**Exercise objective:** Using the data below, return every line that holds the word "collect".

**Study material:**
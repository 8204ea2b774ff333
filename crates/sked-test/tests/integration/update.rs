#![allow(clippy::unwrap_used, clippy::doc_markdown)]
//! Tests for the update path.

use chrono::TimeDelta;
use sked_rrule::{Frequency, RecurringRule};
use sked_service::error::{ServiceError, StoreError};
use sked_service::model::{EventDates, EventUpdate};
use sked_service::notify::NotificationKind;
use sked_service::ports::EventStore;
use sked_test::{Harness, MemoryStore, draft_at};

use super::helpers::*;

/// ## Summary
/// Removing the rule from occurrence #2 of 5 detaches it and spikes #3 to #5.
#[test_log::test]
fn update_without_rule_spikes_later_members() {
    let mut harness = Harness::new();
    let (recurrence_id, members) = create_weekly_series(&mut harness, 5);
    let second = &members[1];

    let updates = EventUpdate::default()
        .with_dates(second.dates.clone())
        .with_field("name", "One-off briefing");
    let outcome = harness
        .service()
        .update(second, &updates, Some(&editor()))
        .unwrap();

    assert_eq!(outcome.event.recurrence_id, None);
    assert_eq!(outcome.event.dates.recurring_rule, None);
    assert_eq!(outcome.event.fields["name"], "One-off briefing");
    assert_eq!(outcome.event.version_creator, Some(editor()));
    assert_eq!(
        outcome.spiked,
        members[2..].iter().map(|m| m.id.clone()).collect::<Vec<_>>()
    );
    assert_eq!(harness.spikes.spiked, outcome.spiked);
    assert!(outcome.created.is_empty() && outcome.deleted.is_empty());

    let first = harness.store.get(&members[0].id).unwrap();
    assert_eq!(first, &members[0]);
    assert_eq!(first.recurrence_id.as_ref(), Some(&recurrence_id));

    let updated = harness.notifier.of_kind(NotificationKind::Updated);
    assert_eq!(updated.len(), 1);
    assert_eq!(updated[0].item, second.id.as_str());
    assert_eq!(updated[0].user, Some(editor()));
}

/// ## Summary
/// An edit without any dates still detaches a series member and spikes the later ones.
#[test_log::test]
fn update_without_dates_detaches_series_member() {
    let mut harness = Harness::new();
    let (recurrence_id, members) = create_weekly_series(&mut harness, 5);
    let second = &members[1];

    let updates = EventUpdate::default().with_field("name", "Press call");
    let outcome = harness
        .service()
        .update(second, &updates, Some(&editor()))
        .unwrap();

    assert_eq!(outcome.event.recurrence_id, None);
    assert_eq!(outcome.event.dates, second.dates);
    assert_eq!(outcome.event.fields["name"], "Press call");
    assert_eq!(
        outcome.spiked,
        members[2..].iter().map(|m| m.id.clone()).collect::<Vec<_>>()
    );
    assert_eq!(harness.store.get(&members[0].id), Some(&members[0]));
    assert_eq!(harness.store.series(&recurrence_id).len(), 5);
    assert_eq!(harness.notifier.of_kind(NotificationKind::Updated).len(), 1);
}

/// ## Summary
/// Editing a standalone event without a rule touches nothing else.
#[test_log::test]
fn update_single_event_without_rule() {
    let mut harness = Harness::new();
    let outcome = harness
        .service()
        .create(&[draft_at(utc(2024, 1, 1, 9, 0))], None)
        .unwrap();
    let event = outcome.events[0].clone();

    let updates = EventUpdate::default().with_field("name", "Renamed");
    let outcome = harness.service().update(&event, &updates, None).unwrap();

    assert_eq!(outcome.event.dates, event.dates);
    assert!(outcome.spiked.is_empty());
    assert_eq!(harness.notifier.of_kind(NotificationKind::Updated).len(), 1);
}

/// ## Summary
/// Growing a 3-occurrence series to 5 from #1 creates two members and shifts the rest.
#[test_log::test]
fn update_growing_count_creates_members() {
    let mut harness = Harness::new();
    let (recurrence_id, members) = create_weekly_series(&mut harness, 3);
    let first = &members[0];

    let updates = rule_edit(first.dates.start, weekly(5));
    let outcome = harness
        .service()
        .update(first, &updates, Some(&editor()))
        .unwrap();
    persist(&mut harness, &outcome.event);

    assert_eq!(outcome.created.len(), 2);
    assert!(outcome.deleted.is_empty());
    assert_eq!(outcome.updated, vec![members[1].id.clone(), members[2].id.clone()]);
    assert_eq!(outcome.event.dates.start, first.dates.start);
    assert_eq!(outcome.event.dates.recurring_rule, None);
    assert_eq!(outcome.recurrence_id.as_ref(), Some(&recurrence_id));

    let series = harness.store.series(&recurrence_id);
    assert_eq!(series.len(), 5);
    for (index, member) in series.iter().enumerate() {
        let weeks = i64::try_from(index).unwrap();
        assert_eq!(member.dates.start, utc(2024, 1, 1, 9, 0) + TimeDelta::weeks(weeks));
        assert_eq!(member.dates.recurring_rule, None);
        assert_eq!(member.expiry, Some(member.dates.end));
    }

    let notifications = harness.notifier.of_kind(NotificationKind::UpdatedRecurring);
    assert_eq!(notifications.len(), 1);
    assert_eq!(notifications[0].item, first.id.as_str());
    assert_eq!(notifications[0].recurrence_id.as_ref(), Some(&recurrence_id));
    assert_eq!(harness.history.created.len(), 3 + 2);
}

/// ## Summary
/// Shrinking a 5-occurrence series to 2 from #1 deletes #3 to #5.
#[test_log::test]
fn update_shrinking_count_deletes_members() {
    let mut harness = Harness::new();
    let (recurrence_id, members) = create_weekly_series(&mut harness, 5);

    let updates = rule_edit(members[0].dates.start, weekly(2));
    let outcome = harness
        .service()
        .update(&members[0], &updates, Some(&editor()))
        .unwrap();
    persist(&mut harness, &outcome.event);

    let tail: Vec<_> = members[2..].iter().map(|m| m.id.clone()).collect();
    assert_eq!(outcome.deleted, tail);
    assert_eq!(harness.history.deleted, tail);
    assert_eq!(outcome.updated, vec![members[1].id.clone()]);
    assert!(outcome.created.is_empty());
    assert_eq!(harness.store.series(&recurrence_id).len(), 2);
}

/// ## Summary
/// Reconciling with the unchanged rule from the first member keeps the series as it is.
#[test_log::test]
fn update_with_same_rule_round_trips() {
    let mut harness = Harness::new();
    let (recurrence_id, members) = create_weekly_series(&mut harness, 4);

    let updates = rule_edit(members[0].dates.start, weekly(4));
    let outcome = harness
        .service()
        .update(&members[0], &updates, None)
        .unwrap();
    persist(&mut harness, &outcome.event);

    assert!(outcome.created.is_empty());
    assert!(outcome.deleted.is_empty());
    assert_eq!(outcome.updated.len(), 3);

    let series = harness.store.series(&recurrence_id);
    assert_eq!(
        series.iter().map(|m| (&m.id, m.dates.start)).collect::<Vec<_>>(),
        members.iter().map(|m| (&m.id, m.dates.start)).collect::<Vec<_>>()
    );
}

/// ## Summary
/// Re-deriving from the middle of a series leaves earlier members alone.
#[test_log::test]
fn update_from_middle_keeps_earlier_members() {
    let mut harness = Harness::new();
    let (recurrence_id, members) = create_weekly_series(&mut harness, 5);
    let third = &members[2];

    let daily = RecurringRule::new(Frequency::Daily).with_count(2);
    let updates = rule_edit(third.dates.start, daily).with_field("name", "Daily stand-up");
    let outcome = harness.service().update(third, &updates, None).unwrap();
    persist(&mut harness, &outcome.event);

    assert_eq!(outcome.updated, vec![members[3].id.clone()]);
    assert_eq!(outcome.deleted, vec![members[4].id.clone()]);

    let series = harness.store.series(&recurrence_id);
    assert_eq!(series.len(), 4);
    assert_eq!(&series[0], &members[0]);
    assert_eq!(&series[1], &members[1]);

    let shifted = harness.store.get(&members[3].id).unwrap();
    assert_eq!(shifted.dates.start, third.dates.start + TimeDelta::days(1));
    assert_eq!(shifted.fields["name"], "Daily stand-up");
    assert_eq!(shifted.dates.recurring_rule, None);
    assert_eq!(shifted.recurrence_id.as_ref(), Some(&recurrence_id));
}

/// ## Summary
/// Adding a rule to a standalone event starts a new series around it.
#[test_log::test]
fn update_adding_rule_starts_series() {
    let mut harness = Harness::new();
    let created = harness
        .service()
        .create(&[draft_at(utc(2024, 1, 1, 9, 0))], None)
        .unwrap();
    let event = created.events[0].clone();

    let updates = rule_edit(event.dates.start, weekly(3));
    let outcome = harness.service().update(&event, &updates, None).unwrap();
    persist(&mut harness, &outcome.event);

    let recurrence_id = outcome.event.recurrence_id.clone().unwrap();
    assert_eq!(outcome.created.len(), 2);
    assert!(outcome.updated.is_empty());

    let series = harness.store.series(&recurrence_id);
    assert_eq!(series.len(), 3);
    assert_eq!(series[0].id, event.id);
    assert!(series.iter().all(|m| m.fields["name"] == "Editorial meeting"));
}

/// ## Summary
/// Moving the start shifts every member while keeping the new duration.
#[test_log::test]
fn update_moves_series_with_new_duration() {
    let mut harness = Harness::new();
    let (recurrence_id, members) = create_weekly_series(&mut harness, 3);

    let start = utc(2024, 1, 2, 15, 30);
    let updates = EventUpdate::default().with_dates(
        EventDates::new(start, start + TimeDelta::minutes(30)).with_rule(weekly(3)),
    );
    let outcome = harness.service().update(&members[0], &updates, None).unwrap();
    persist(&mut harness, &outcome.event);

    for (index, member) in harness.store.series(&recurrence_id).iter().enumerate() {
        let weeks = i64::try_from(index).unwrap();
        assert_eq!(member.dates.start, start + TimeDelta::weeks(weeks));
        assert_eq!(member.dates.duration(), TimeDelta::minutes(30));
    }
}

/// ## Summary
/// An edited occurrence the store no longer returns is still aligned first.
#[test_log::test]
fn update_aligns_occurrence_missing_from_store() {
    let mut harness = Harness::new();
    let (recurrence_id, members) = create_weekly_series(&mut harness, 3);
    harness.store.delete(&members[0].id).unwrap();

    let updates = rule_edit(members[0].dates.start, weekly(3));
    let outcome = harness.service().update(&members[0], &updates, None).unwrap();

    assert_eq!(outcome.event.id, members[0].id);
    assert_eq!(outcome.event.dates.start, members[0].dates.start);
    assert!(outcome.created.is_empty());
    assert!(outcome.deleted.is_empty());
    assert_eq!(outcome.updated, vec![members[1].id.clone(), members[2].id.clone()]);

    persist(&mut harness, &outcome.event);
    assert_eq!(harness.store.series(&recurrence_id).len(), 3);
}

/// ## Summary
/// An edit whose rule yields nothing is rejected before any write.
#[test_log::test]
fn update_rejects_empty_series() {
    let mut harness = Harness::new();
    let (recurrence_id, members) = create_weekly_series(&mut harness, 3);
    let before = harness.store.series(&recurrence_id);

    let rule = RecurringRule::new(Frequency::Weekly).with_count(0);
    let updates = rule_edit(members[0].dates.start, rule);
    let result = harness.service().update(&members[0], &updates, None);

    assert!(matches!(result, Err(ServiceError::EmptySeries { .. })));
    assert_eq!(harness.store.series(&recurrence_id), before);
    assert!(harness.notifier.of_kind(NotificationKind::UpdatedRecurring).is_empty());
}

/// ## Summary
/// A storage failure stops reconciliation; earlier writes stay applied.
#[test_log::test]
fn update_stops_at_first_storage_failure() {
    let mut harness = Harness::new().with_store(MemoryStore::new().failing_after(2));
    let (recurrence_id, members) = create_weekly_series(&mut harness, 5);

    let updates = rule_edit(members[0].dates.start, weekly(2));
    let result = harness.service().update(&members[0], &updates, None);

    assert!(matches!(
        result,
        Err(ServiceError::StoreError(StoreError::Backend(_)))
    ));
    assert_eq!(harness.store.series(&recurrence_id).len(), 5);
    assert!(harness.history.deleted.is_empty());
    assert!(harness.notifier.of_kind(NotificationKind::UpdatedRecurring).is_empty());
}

**Output of the task:**
        members[2..].iter().map(|m| m.id.clone()).collect::<Vec<_>>()
        members[2..].iter().map(|m| m.id.clone()).collect::<Vec<_>>()
    let tail: Vec<_> = members[2..].iter().map(|m| m.id.clone()).collect();
        series.iter().map(|m| (&m.id, m.dates.start)).collect::<Vec<_>>(),
        members.iter().map(|m| (&m.id, m.dates.start)).collect::<Vec<_>>()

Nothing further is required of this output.